Ces mouvements collectifs, immenses et sincères, n’auraient jamais pu exister avant. Autrefois, le chagrin appartenait à un lieu, à une langue, à un pays. Aujourd’hui, il circule en temps réel, traversant frontières et fuseaux horaires. Une émotion partagée depuis un écran devient un phénomène mondial : visible, mesurable, comptable.


Mais cette puissance a un revers : l’algorithme décide de la portée du chagrin. Plus une émotion se voit, plus elle est relayée ; plus elle est relayée, plus elle existe. Le chagrin devient un flux, régulé par les logiques de plateforme. Dans ce système, la peine se propage comme une donnée : codée, amplifiée, normalisée.

Certaines disparitions dépassent le chagrin : elles deviennent des symboles. La mort de George Floyd, filmée, partagée, reprise à l’échelle du monde, a transformé un cri isolé en deuil collectif et en mouvement global.

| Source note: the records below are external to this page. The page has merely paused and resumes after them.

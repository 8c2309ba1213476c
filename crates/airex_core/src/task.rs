use std::fmt;
use std::str::FromStr;
use std::time::Duration;

use serde::{Deserialize, Serialize};

use crate::SimError;

pub type TaskId = u64;

/// Opaque reference to a registered task.
#[derive(Debug, Clone, Copy, PartialEq, Eq, PartialOrd, Ord, Hash, Serialize, Deserialize)]
pub struct TaskHandle(TaskId);

impl TaskHandle {
    pub(crate) fn new(id: TaskId) -> Self {
        Self(id)
    }

    pub fn id(self) -> TaskId {
        self.0
    }
}

impl fmt::Display for TaskHandle {
    fn fmt(&self, f: &mut fmt::Formatter<'_>) -> fmt::Result {
        write!(f, "task#{}", self.0)
    }
}

#[derive(Debug, Clone, Copy, PartialEq, Eq, Hash, Serialize, Deserialize)]
#[serde(rename_all = "kebab-case")]
pub enum TaskKind {
    DocumentProcessing,
    MessageTyping,
}

impl TaskKind {
    pub fn as_str(self) -> &'static str {
        match self {
            TaskKind::DocumentProcessing => "document-processing",
            TaskKind::MessageTyping => "message-typing",
        }
    }
}

impl fmt::Display for TaskKind {
    fn fmt(&self, f: &mut fmt::Formatter<'_>) -> fmt::Result {
        f.write_str(self.as_str())
    }
}

impl FromStr for TaskKind {
    type Err = SimError;

    fn from_str(raw: &str) -> Result<Self, Self::Err> {
        match raw.trim() {
            "document-processing" => Ok(TaskKind::DocumentProcessing),
            "message-typing" => Ok(TaskKind::MessageTyping),
            other => Err(SimError::InvalidKind {
                kind: other.to_string(),
                reason: "not a known task kind",
            }),
        }
    }
}

/// Lifecycle of a task. `Pending` is only observable inside `start`.
#[derive(Debug, Clone, Copy, PartialEq, Eq, Default, Serialize, Deserialize)]
#[serde(rename_all = "snake_case")]
pub enum TaskState {
    #[default]
    Pending,
    Running,
    Complete,
    Cancelled,
}

impl TaskState {
    pub fn is_terminal(self) -> bool {
        matches!(self, TaskState::Complete | TaskState::Cancelled)
    }
}

#[derive(Debug, Clone, PartialEq, Eq, Serialize, Deserialize)]
#[serde(rename_all = "snake_case")]
pub enum DocumentSource {
    Upload,
    Arxiv { url: String },
}

#[derive(Debug, Clone, Copy, PartialEq, Eq, Hash, Serialize, Deserialize)]
#[serde(rename_all = "snake_case")]
pub enum Agent {
    System,
    IdeaGeneration,
    CodeImplementation,
    Benchmark,
    Refactoring,
}

impl fmt::Display for Agent {
    fn fmt(&self, f: &mut fmt::Formatter<'_>) -> fmt::Result {
        let name = match self {
            Agent::System => "system",
            Agent::IdeaGeneration => "idea_generation",
            Agent::CodeImplementation => "code_implementation",
            Agent::Benchmark => "benchmark",
            Agent::Refactoring => "refactoring",
        };
        f.write_str(name)
    }
}

/// Input that a task is started with.
#[derive(Debug, Clone, PartialEq, Eq, Serialize, Deserialize)]
#[serde(rename_all = "snake_case")]
pub enum TaskPayload {
    Document {
        name: String,
        size_bytes: u64,
        source: DocumentSource,
    },
    Message {
        content: String,
        agent: Agent,
    },
}

impl TaskPayload {
    /// The only kind this payload can be started as.
    pub fn kind(&self) -> TaskKind {
        match self {
            TaskPayload::Document { .. } => TaskKind::DocumentProcessing,
            TaskPayload::Message { .. } => TaskKind::MessageTyping,
        }
    }

    pub fn label(&self) -> &str {
        match self {
            TaskPayload::Document { name, .. } => name,
            TaskPayload::Message { content, .. } => content,
        }
    }
}

#[derive(Debug, Clone, PartialEq, Serialize, Deserialize)]
pub struct ExtractedEntities {
    pub methods: Vec<String>,
    pub datasets: Vec<String>,
    pub metrics: Vec<String>,
    /// Simulated wall time spent, i.e. ticks times the tick period.
    pub processing_time: Duration,
}

impl ExtractedEntities {
    pub fn is_empty(&self) -> bool {
        self.methods.is_empty() && self.datasets.is_empty() && self.metrics.is_empty()
    }
}

#[derive(Debug, Clone, PartialEq, Eq, Serialize, Deserialize)]
pub struct ChatMessage {
    pub content: String,
    pub agent: Agent,
}

/// Terminal payload of a completed task.
#[derive(Debug, Clone, PartialEq, Serialize, Deserialize)]
#[serde(rename_all = "snake_case")]
pub enum TaskResult {
    Entities(ExtractedEntities),
    Message(ChatMessage),
}

#[derive(Debug, Clone, Copy, PartialEq)]
pub enum TickOutcome {
    /// Progress moved but the task is still running.
    Progressed { progress: f64 },
    /// This tick finished the task.
    Completed,
    /// Task was already complete or cancelled; nothing changed.
    Ignored,
}

#[derive(Debug, Clone)]
pub(crate) struct Task {
    pub(crate) kind: TaskKind,
    pub(crate) state: TaskState,
    pub(crate) progress: f64,
    pub(crate) payload: TaskPayload,
    /// Characters of a message payload, pre-split so each tick reveals one.
    pub(crate) chars: Vec<char>,
    pub(crate) revealed: usize,
    pub(crate) streamed: String,
    pub(crate) ticks: u64,
    pub(crate) result: Option<TaskResult>,
}

impl Task {
    pub(crate) fn new(payload: TaskPayload) -> Self {
        let chars = match &payload {
            TaskPayload::Message { content, .. } => content.chars().collect(),
            TaskPayload::Document { .. } => Vec::new(),
        };
        Self {
            kind: payload.kind(),
            state: TaskState::Pending,
            progress: 0.0,
            payload,
            chars,
            revealed: 0,
            streamed: String::new(),
            ticks: 0,
            result: None,
        }
    }
}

C’est le paradoxe de notre époque : jamais la tristesse n’aura été aussi partagée — ni aussi dépendante d’une machine pour exister.

Le chagrin partagé. 

Quand la perte est personnelle, le geste change de nature. Publier c’est tenter de donner forme à l’absence. C’est une manière d’honorer, mais aussi parfois d’interpeller. Le geste peut être un hommage informatif, ou une manière d’appeler discrètement à la reconnaissance et au soutien. Sur les réseaux, la peine devient un langage. Le collectif qui se rassemblait autrefois dans une cérémonie se déplace désormais dans le flux. On partage sa peine avec les proches, les moins proches, et des inconnus. Un nouveau système de deuil s’installe, horizontal, visible, continu. Le deuil en ligne n’est pas seulement une exposition. C’est un espace où l’on rend hommage, où l’on fait savoir, et où l’on cherche, consciemment ou non, à voir sa peine reconnue.

Une exposition sans consentement. 

Nous ne choisissons plus de voir la mort : elle s’impose. Chaque jour, des images surgissent dans nos flux, entre deux contenus anodins. Un visage inerte, puis un post sponsorisé. Un cri, puis un chaton.

Les réseaux nous exposent à la mort sans consentement. Une confrontation continue, intégrée à nos gestes quotidiens. Le drame se glisse dans la main, dans le scroll, dans la routine. Nous n’avons plus le temps de détourner les yeux : il est déjà là, touché en plein cœur, absorbé avant d’être compris.


Cette répétition agit comme une double violence. Elle désensibilise les un·e·s : à force de voir, on ne ressent plus. Elle traumatise les autres : à force d’être forcé·e·s de voir, on ne peut plus oublier. La mort devient à la fois une image de plus et une empreinte de trop.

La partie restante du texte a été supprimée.